== Assigned task ==
Every line of the material that holds "effects" should be counted; give the number and nothing more.

*** Records for this task

//! Browser-side effects of a page change: frame navigation, address bar
//! history and the position cookie, plus reading them back on load.

use crate::pages::{PageRef, PageSource};

/// Fire-and-forget browser effects. None of these report failure back to the
/// controller; a missing resource or a blocked cookie is not detected.
pub trait Browser {
    /// Point the content frame at `url`, always triggering a load.
    fn navigate_frame(&mut self, url: &str);

    /// Push a history entry whose query is `?{param}={page}`.
    fn push_history(&mut self, param: &str, page: u32);

    /// Store `name=value`, expiring `days` from now.
    fn write_cookie(&mut self, name: &str, value: &str, days: u32);
}

/// `name=value; expires=...` as assigned to `document.cookie`.
pub fn cookie_string(name: &str, value: &str, expires_utc: &str) -> String {
    format!("{}={}; expires={}", name, value, expires_utc)
}

/// Address bar URL for a page: `origin + path + ?param=page`.
pub fn history_url(origin: &str, pathname: &str, param: &str, page: u32) -> String {
    format!("{}{}?{}={}", origin, pathname, param, page)
}

/// Value of `name` in a `document.cookie` style header.
pub fn read_cookie<'a>(header: &'a str, name: &str) -> Option<&'a str> {
    header
        .split(';')
        .filter_map(|pair| pair.trim().split_once('='))
        .find(|(key, _)| *key == name)
        .map(|(_, value)| value)
}

/// Value of `param` in a `location.search` style query.
pub fn read_query<'a>(search: &'a str, param: &str) -> Option<&'a str> {
    search
        .trim_start_matches('?')
        .split('&')
        .filter_map(|pair| pair.split_once('='))
        .find(|(key, _)| *key == param)
        .map(|(_, value)| value)
}

/// Page to resume at on load: the address bar wins over the cookie.
///
/// Empty values and values that do not resolve against `source` are skipped,
/// so a stale `?p=` still lets the cookie through.
pub fn resume_page(
    source: &PageSource,
    search: &str,
    history_param: Option<&str>,
    cookies: &str,
    cookie_name: Option<&str>,
) -> Option<PageRef> {
    let from_address = history_param.and_then(|param| read_query(search, param));
    let from_cookie = cookie_name.and_then(|name| read_cookie(cookies, name));
    [from_address, from_cookie]
        .into_iter()
        .flatten()
        .filter(|value| !value.is_empty())
        .map(PageRef::parse)
        .find(|page_ref| source.resolve(page_ref).is_some())
}

/// Milliseconds since the epoch.
pub fn now_millis() -> f64 {
    #[cfg(target_arch = "wasm32")]
    {
        js_sys::Date::now()
    }
    #[cfg(not(target_arch = "wasm32"))]
    {
        use std::time::{SystemTime, UNIX_EPOCH};
        SystemTime::now()
            .duration_since(UNIX_EPOCH)
            .map(|d| d.as_millis() as f64)
            .unwrap_or(0.0)
    }
}

/// Expiry timestamp `days` from `now_ms`.
pub fn expiry_millis(now_ms: f64, days: u32) -> f64 {
    now_ms + f64::from(days) * 24.0 * 60.0 * 60.0 * 1000.0
}

#[cfg(test)]
mod tests {
    use super::*;

    #[test]
    fn test_cookie_string() {
        assert_eq!(
            cookie_string("p", "3", "Sun, 18 Oct 2027 00:00:00 GMT"),
            "p=3; expires=Sun, 18 Oct 2027 00:00:00 GMT"
        );
    }

    #[test]
    fn test_history_url() {
        assert_eq!(
            history_url("https://example.org", "/tutorial/", "p", 4),
            "https://example.org/tutorial/?p=4"
        );
    }

    #[test]
    fn test_read_cookie() {
        let header = "theme=dark; p=7; tutorial=2";
        assert_eq!(read_cookie(header, "p"), Some("7"));
        assert_eq!(read_cookie(header, "tutorial"), Some("2"));
        assert_eq!(read_cookie(header, "q"), None);
        assert_eq!(read_cookie("", "p"), None);
    }

    #[test]
    fn test_read_query() {
        assert_eq!(read_query("?p=5", "p"), Some("5"));
        assert_eq!(read_query("?x=1&p=2", "p"), Some("2"));
        assert_eq!(read_query("", "p"), None);
    }

    #[test]
    fn test_resume_prefers_address() {
        let source = PageSource::Count(5);
        assert_eq!(
            resume_page(&source, "?p=4", Some("p"), "p=2", Some("p")),
            Some(PageRef::Index(4))
        );
        assert_eq!(
            resume_page(&source, "", Some("p"), "p=2", Some("p")),
            Some(PageRef::Index(2))
        );
        assert_eq!(resume_page(&source, "?p=4", None, "p=2", None), None);
        assert_eq!(resume_page(&source, "?p=", Some("p"), "", Some("p")), None);
    }

    #[test]
    fn test_resume_skips_empty_or_unknown_address() {
        let source = PageSource::Count(5);
        assert_eq!(
            resume_page(&source, "?p=", Some("p"), "p=4", Some("p")),
            Some(PageRef::Index(4))
        );
        assert_eq!(
            resume_page(&source, "?p=99", Some("p"), "p=4", Some("p")),
            Some(PageRef::Index(4))
        );
        assert_eq!(resume_page(&source, "?p=99", Some("p"), "p=0", Some("p")), None);
    }

    #[test]
    fn test_resume_by_name() {
        let source = PageSource::Toc(vec!["a.html".into(), "b.html".into()]);
        assert_eq!(
            resume_page(&source, "?p=z.html", Some("p"), "p=b.html", Some("p")),
            Some(PageRef::Name("b.html".into()))
        );
    }

    #[test]
    fn test_expiry_one_year() {
        let year = expiry_millis(0.0, 365);
        assert_eq!(year, 365.0 * 86_400_000.0);
    }
}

******

== Output of the exercise ==
2